───── Listed records
//! End-to-end scenarios: from a table or expression to rendered results.

use boolmin::compiler::{compile, SymbolOrder};
use boolmin::display::{format_expression, format_instruction};
use boolmin::finder::find_equivalent_programs;
use boolmin::lexer::tokenize;
use boolmin::op::InstructionSet;
use boolmin::program::{test_program, Instruction, Program, VARIABLE_LIMIT};
use boolmin::table::TruthTable;

/// Runs the search and renders every reported program.
fn solve(
    table: TruthTable,
    variables: usize,
    symbols: &[&str],
    greedy: bool,
) -> Vec<(String, String)> {
    let mut output = Program::new(variables);
    for (slot, name) in output.symbols.iter_mut().zip(symbols) {
        *slot = (*name).to_string();
    }

    let mut results = Vec::new();
    find_equivalent_programs(
        |instructions: &[Instruction]| {
            output.clear();
            for &ins in instructions {
                output.push(ins);
            }
            results.push((format_expression(&output), output.to_string()));
        },
        table,
        InstructionSet::C,
        variables,
        greedy,
    );
    results
}

fn solve_literal(literal: &str) -> (String, String) {
    let (table, variables) = TruthTable::parse(literal).unwrap();
    let results = solve(table, variables, &[], false);
    assert_eq!(results.len(), 1);
    results[0].clone()
}

#[test]
fn nor_table() {
    let (expression, listing) = solve_literal("1000");
    assert_eq!(expression, "~(A or B)");
    assert_eq!(listing, "%0 = @A or @B\n%1 = ~%0\n");
}

#[test]
fn xor_table() {
    let (expression, listing) = solve_literal("0110");
    assert_eq!(expression, "(A xor B)");
    assert_eq!(listing, "%0 = @A xor @B\n");
}

#[test]
fn and_table() {
    let (expression, listing) = solve_literal("0001");
    assert_eq!(expression, "(A and B)");
    assert_eq!(listing, "%0 = @A and @B\n");
}

#[test]
fn three_input_conjunction() {
    let (expression, listing) = solve_literal("00000001");
    assert_eq!(expression, "(A and (B and C))");
    assert_eq!(listing, "%0 = @B and @C\n%1 = @A and %0\n");
}

#[test]
fn almost_tautology_collapses_to_constant() {
    // Row 7 is a don't-care, so the constant true covers every required row
    // and no variable is relevant.
    let (expression, listing) = solve_literal("1111111x");
    assert_eq!(expression, "true");
    assert_eq!(listing, "%0 = true\n");
}

#[test]
fn expression_end_to_end() {
    let tokens = tokenize("a ^ b ^ c").unwrap();
    let program = compile(&tokens, SymbolOrder::LexAscending).unwrap();
    let table = program.compute_truth_table();

    let results = solve(table, program.variables, &["a", "b", "c"], false);
    assert_eq!(results.len(), 1);
    let (expression, listing) = &results[0];
    assert_eq!(expression, "(a xor (b xor c))");
    assert_eq!(listing, "%0 = @b xor @c\n%1 = @a xor %0\n");
}

#[test]
fn expression_round_trips_through_table() {
    // evaluate(compile(e)) == table_of(e), spelled over a few operators.
    for (expr, expected) in [
        ("a * b", 0b1000u64),
        ("a + b", 0b1110),
        ("a != b", 0b0110),
        ("a == b", 0b1001),
        ("a => b", 0b1011),
        ("a andn b", 0b0010),
        ("~a", 0b0101),
    ] {
        let tokens = tokenize(expr).unwrap();
        let program = compile(&tokens, SymbolOrder::LexAscending).unwrap();
        assert_eq!(program.compute_truth_table().f, expected, "{expr}");
    }
}

#[test]
fn optimum_is_consistent_with_dont_cares() {
    let (table, variables) = TruthTable::parse("1x0x.x10x").unwrap();
    let mut checked = 0;
    find_equivalent_programs(
        |instructions: &[Instruction]| {
            assert!(test_program(instructions, variables, table));
            let computed = boolmin::program::evaluate_program(instructions, variables);
            // Required-true rows are realized, required-false rows are not.
            assert_eq!(computed & table.f, table.f);
            assert_eq!(computed & !table.t, 0);
            checked += 1;
        },
        table,
        InstructionSet::C,
        variables,
        true,
    );
    assert!(checked > 0);
}

#[test]
fn six_variable_table_is_supported() {
    let literal = format!("{}{}", "0".repeat(32), "1".repeat(32));
    let (table, variables) = TruthTable::parse(&literal).unwrap();
    assert_eq!(variables, 6);
    let results = solve(table, variables, &[], false);
    assert_eq!(results, vec![("F".to_string(), "%0 = @F\n".to_string())]);
}

#[test]
fn six_symbol_expression_is_the_upper_limit() {
    let tokens = tokenize("u + v + w + x + y + z").unwrap();
    let program = compile(&tokens, SymbolOrder::LexAscending).unwrap();
    assert_eq!(program.variables, VARIABLE_LIMIT);

    let tokens = tokenize("t + u + v + w + x + y + z").unwrap();
    assert!(compile(&tokens, SymbolOrder::LexAscending).is_err());
}

#[test]
fn zero_variable_table_is_rejected() {
    assert!(TruthTable::parse("1").is_err());
    assert!(TruthTable::parse("0").is_err());
}

#[test]
fn greedy_three_variable_run_is_minimal_and_clean() {
    // Every greedy result for majority-of-three: minimal length, correct,
    // no dead instructions, every relevant input referenced.
    let (table, variables) = TruthTable::parse("00010111").unwrap();
    let relevancy = table.relevancy(variables);

    let mut programs: Vec<Vec<Instruction>> = Vec::new();
    find_equivalent_programs(
        |instructions: &[Instruction]| programs.push(instructions.to_vec()),
        table,
        InstructionSet::C,
        variables,
        true,
    );

    assert!(!programs.is_empty());
    for program in &programs {
        assert_eq!(program.len(), programs[0].len());
        assert!(test_program(program, variables, table));

        let mut referenced = 0u64;
        for ins in program {
            referenced |= 1 << ins.a;
            if !ins.operation().is_unary() {
                referenced |= 1 << ins.b;
            }
        }
        for i in 0..program.len() - 1 {
            assert!(referenced >> (VARIABLE_LIMIT + i) & 1 != 0);
        }
        assert_eq!(referenced & relevancy, relevancy);
    }
}

#[test]
fn instruction_rendering_matches_listing() {
    let mut program = Program::new(2);
    program.push(Instruction::new(boolmin::op::Op::And, 0, 1));
    let ins = program.instructions()[0];
    assert_eq!(format_instruction(&program, ins), "@A and @B");
}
──────────
What to produce » Copy the listing word for word, leaving nothing out.

Response box »
//! End-to-end scenarios: from a table or expression to rendered results.

use boolmin::compiler::{compile, SymbolOrder};
use boolmin::display::{format_expression, format_instruction};
use boolmin::finder::find_equivalent_programs;
use boolmin::lexer::tokenize;
use boolmin::op::InstructionSet;
use boolmin::program::{test_program, Instruction, Program, VARIABLE_LIMIT};
use boolmin::table::TruthTable;

/// Runs the search and renders every reported program.
fn solve(
    table: TruthTable,
    variables: usize,
    symbols: &[&str],
    greedy: bool,
) -> Vec<(String, String)> {
    let mut output = Program::new(variables);
    for (slot, name) in output.symbols.iter_mut().zip(symbols) {
        *slot = (*name).to_string();
    }

    let mut results = Vec::new();
    find_equivalent_programs(
        |instructions: &[Instruction]| {
            output.clear();
            for &ins in instructions {
                output.push(ins);
            }
            results.push((format_expression(&output), output.to_string()));
        },
        table,
        InstructionSet::C,
        variables,
        greedy,
    );
    results
}

fn solve_literal(literal: &str) -> (String, String) {
    let (table, variables) = TruthTable::parse(literal).unwrap();
    let results = solve(table, variables, &[], false);
    assert_eq!(results.len(), 1);
    results[0].clone()
}

#[test]
fn nor_table() {
    let (expression, listing) = solve_literal("1000");
    assert_eq!(expression, "~(A or B)");
    assert_eq!(listing, "%0 = @A or @B\n%1 = ~%0\n");
}

#[test]
fn xor_table() {
    let (expression, listing) = solve_literal("0110");
    assert_eq!(expression, "(A xor B)");
    assert_eq!(listing, "%0 = @A xor @B\n");
}

#[test]
fn and_table() {
    let (expression, listing) = solve_literal("0001");
    assert_eq!(expression, "(A and B)");
    assert_eq!(listing, "%0 = @A and @B\n");
}

#[test]
fn three_input_conjunction() {
    let (expression, listing) = solve_literal("00000001");
    assert_eq!(expression, "(A and (B and C))");
    assert_eq!(listing, "%0 = @B and @C\n%1 = @A and %0\n");
}

#[test]
fn almost_tautology_collapses_to_constant() {
    // Row 7 is a don't-care, so the constant true covers every required row
    // and no variable is relevant.
    let (expression, listing) = solve_literal("1111111x");
    assert_eq!(expression, "true");
    assert_eq!(listing, "%0 = true\n");
}

#[test]
fn expression_end_to_end() {
    let tokens = tokenize("a ^ b ^ c").unwrap();
    let program = compile(&tokens, SymbolOrder::LexAscending).unwrap();
    let table = program.compute_truth_table();

    let results = solve(table, program.variables, &["a", "b", "c"], false);
    assert_eq!(results.len(), 1);
    let (expression, listing) = &results[0];
    assert_eq!(expression, "(a xor (b xor c))");
    assert_eq!(listing, "%0 = @b xor @c\n%1 = @a xor %0\n");
}

#[test]
fn expression_round_trips_through_table() {
    // evaluate(compile(e)) == table_of(e), spelled over a few operators.
    for (expr, expected) in [
        ("a * b", 0b1000u64),
        ("a + b", 0b1110),
        ("a != b", 0b0110),
        ("a == b", 0b1001),
        ("a => b", 0b1011),
        ("a andn b", 0b0010),
        ("~a", 0b0101),
    ] {
        let tokens = tokenize(expr).unwrap();
        let program = compile(&tokens, SymbolOrder::LexAscending).unwrap();
        assert_eq!(program.compute_truth_table().f, expected, "{expr}");
    }
}

#[test]
fn optimum_is_consistent_with_dont_cares() {
    let (table, variables) = TruthTable::parse("1x0x.x10x").unwrap();
    let mut checked = 0;
    find_equivalent_programs(
        |instructions: &[Instruction]| {
            assert!(test_program(instructions, variables, table));
            let computed = boolmin::program::evaluate_program(instructions, variables);
            // Required-true rows are realized, required-false rows are not.
            assert_eq!(computed & table.f, table.f);
            assert_eq!(computed & !table.t, 0);
            checked += 1;
        },
        table,
        InstructionSet::C,
        variables,
        true,
    );
    assert!(checked > 0);
}

#[test]
fn six_variable_table_is_supported() {
    let literal = format!("{}{}", "0".repeat(32), "1".repeat(32));
    let (table, variables) = TruthTable::parse(&literal).unwrap();
    assert_eq!(variables, 6);
    let results = solve(table, variables, &[], false);
    assert_eq!(results, vec![("F".to_string(), "%0 = @F\n".to_string())]);
}

#[test]
fn six_symbol_expression_is_the_upper_limit() {
    let tokens = tokenize("u + v + w + x + y + z").unwrap();
    let program = compile(&tokens, SymbolOrder::LexAscending).unwrap();
    assert_eq!(program.variables, VARIABLE_LIMIT);

    let tokens = tokenize("t + u + v + w + x + y + z").unwrap();
    assert!(compile(&tokens, SymbolOrder::LexAscending).is_err());
}

#[test]
fn zero_variable_table_is_rejected() {
    assert!(TruthTable::parse("1").is_err());
    assert!(TruthTable::parse("0").is_err());
}

#[test]
fn greedy_three_variable_run_is_minimal_and_clean() {
    // Every greedy result for majority-of-three: minimal length, correct,
    // no dead instructions, every relevant input referenced.
    let (table, variables) = TruthTable::parse("00010111").unwrap();
    let relevancy = table.relevancy(variables);

    let mut programs: Vec<Vec<Instruction>> = Vec::new();
    find_equivalent_programs(
        |instructions: &[Instruction]| programs.push(instructions.to_vec()),
        table,
        InstructionSet::C,
        variables,
        true,
    );

    assert!(!programs.is_empty());
    for program in &programs {
        assert_eq!(program.len(), programs[0].len());
        assert!(test_program(program, variables, table));

        let mut referenced = 0u64;
        for ins in program {
            referenced |= 1 << ins.a;
            if !ins.operation().is_unary() {
                referenced |= 1 << ins.b;
            }
        }
        for i in 0..program.len() - 1 {
            assert!(referenced >> (VARIABLE_LIMIT + i) & 1 != 0);
        }
        assert_eq!(referenced & relevancy, relevancy);
    }
}

#[test]
fn instruction_rendering_matches_listing() {
    let mut program = Program::new(2);
    program.push(Instruction::new(boolmin::op::Op::And, 0, 1));
    let ins = program.instructions()[0];
    assert_eq!(format_instruction(&program, ins), "@A and @B");
}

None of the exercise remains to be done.